[[ DATA TO EXAMINE, beginning ]]

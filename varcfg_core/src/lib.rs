//! `varcfg_core` is the export pipeline behind [varcfg](https://github.com/ifiokjr/varcfg). A schema describes which configuration keys exist, their types, defaults and descriptions. A variant fills in values for those keys, and the pipeline turns the values into JSON, YAML, or a layered C header.
//!
//! ## Processing Pipeline
//!
//! ```text
//! schema.json / values.yaml
//!   → Document loader (JSON, YAML or TOML into an ordered mapping)
//!   → Schema (typed field descriptors) + ValueMap (defaults, then values)
//!   → Exporters
//!       JSON / YAML: structural serialization of the ValueMap
//!       C header:    identifier validation → literal encoding → two-tier layout
//!   → Export sink (directory, memory)
//!
//! C header → Highlighter (escape, then wrap tokens in spans) → HTML preview
//! ```
//!
//! ## Generated Header
//!
//! Variant values are emitted first as plain `#define`s and schema defaults
//! follow inside `#ifndef` guards, so under the C preprocessor a variant value
//! always wins over the default for the same key:
//!
//! ```c
//! #pragma once
//! // Auto-generated by varcfg. Do not edit.
//! // Variant: board_a
//!
//! #define UART_BAUD 9600
//!
//! // UART baud rate
//! #ifndef UART_BAUD
//! #define UART_BAUD 115200
//! #endif
//! ```
//!
//! Keys that are not valid C identifiers, and values the schema does not
//! describe, are skipped with a warning instead of failing the export.
//!
//! ## Modules
//!
//! - [`config`]: Configuration loading from `varcfg.toml`.
//! - [`context`]: Resolves config, command line overrides, schema and values into a [`VariantContext`].
//! - [`document`]: JSON / YAML / TOML schema and values documents.
//!
//! ## Quick Start
//!
//! ```rust
//! use serde_json::json;
//! use varcfg_core::DefaultValue;
//! use varcfg_core::FieldSpec;
//! use varcfg_core::Schema;
//! use varcfg_core::ValueMap;
//! use varcfg_core::generate_header;
//!
//! let schema = Schema::from_fields([(
//! 	"UART_BAUD",
//! 	FieldSpec::Number {
//! 		default: Some(DefaultValue::Typed(115_200_u32.into())),
//! 		description: None,
//! 	},
//! )]);
//! let values = ValueMap::from_schema(&schema).with_value("UART_BAUD", json!(9600));
//!
//! let header = generate_header(&schema, &values, "board_a");
//! assert!(header.contains("#define UART_BAUD 9600\n"));
//! assert!(header.contains("#ifndef UART_BAUD\n#define UART_BAUD 115200\n#endif"));
//! ```

pub use check::*;
pub use config::*;
pub use context::*;
pub use document::*;
pub use error::*;
pub use export::*;
pub use header::*;
pub use highlight::*;
pub use identifier::*;
pub use literal::*;
pub use schema::*;
pub use values::*;

mod check;
pub mod config;
pub mod context;
pub mod document;
#[allow(unused_assignments)]
mod error;
mod export;
mod header;
mod highlight;
mod identifier;
mod literal;
mod schema;
mod values;

#[cfg(test)]
mod __fixtures;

[[ DATA TO EXAMINE, end ]]

▸ **WHAT THIS TASK INVOLVES**
Output the entire listing precisely as it stands.

▸ **ANSWER TO THIS TASK**
filename varcfg_core/src/lib.rs
//! `varcfg_core` is the export pipeline behind [varcfg](https://github.com/ifiokjr/varcfg). A schema describes which configuration keys exist, their types, defaults and descriptions. A variant fills in values for those keys, and the pipeline turns the values into JSON, YAML, or a layered C header.
//!
//! ## Processing Pipeline
//!
//! ```text
//! schema.json / values.yaml
//!   → Document loader (JSON, YAML or TOML into an ordered mapping)
//!   → Schema (typed field descriptors) + ValueMap (defaults, then values)
//!   → Exporters
//!       JSON / YAML: structural serialization of the ValueMap
//!       C header:    identifier validation → literal encoding → two-tier layout
//!   → Export sink (directory, memory)
//!
//! C header → Highlighter (escape, then wrap tokens in spans) → HTML preview
//! ```
//!
//! ## Generated Header
//!
//! Variant values are emitted first as plain `#define`s and schema defaults
//! follow inside `#ifndef` guards, so under the C preprocessor a variant value
//! always wins over the default for the same key:
//!
//! ```c
//! #pragma once
//! // Auto-generated by varcfg. Do not edit.
//! // Variant: board_a
//!
//! #define UART_BAUD 9600
//!
//! // UART baud rate
//! #ifndef UART_BAUD
//! #define UART_BAUD 115200
//! #endif
//! ```
//!
//! Keys that are not valid C identifiers, and values the schema does not
//! describe, are skipped with a warning instead of failing the export.
//!
//! ## Modules
//!
//! - [`config`]: Configuration loading from `varcfg.toml`.
//! - [`context`]: Resolves config, command line overrides, schema and values into a [`VariantContext`].
//! - [`document`]: JSON / YAML / TOML schema and values documents.
//!
//! ## Quick Start
//!
//! ```rust
//! use serde_json::json;
//! use varcfg_core::DefaultValue;
//! use varcfg_core::FieldSpec;
//! use varcfg_core::Schema;
//! use varcfg_core::ValueMap;
//! use varcfg_core::generate_header;
//!
//! let schema = Schema::from_fields([(
//! 	"UART_BAUD",
//! 	FieldSpec::Number {
//! 		default: Some(DefaultValue::Typed(115_200_u32.into())),
//! 		description: None,
//! 	},
//! )]);
//! let values = ValueMap::from_schema(&schema).with_value("UART_BAUD", json!(9600));
//!
//! let header = generate_header(&schema, &values, "board_a");
//! assert!(header.contains("#define UART_BAUD 9600\n"));
//! assert!(header.contains("#ifndef UART_BAUD\n#define UART_BAUD 115200\n#endif"));
//! ```

pub use check::*;
pub use config::*;
pub use context::*;
pub use document::*;
pub use error::*;
pub use export::*;
pub use header::*;
pub use highlight::*;
pub use identifier::*;
pub use literal::*;
pub use schema::*;
pub use values::*;

mod check;
pub mod config;
pub mod context;
pub mod document;
#[allow(unused_assignments)]
mod error;
mod export;
mod header;
mod highlight;
mod identifier;
mod literal;
mod schema;
mod values;

#[cfg(test)]
mod __fixtures;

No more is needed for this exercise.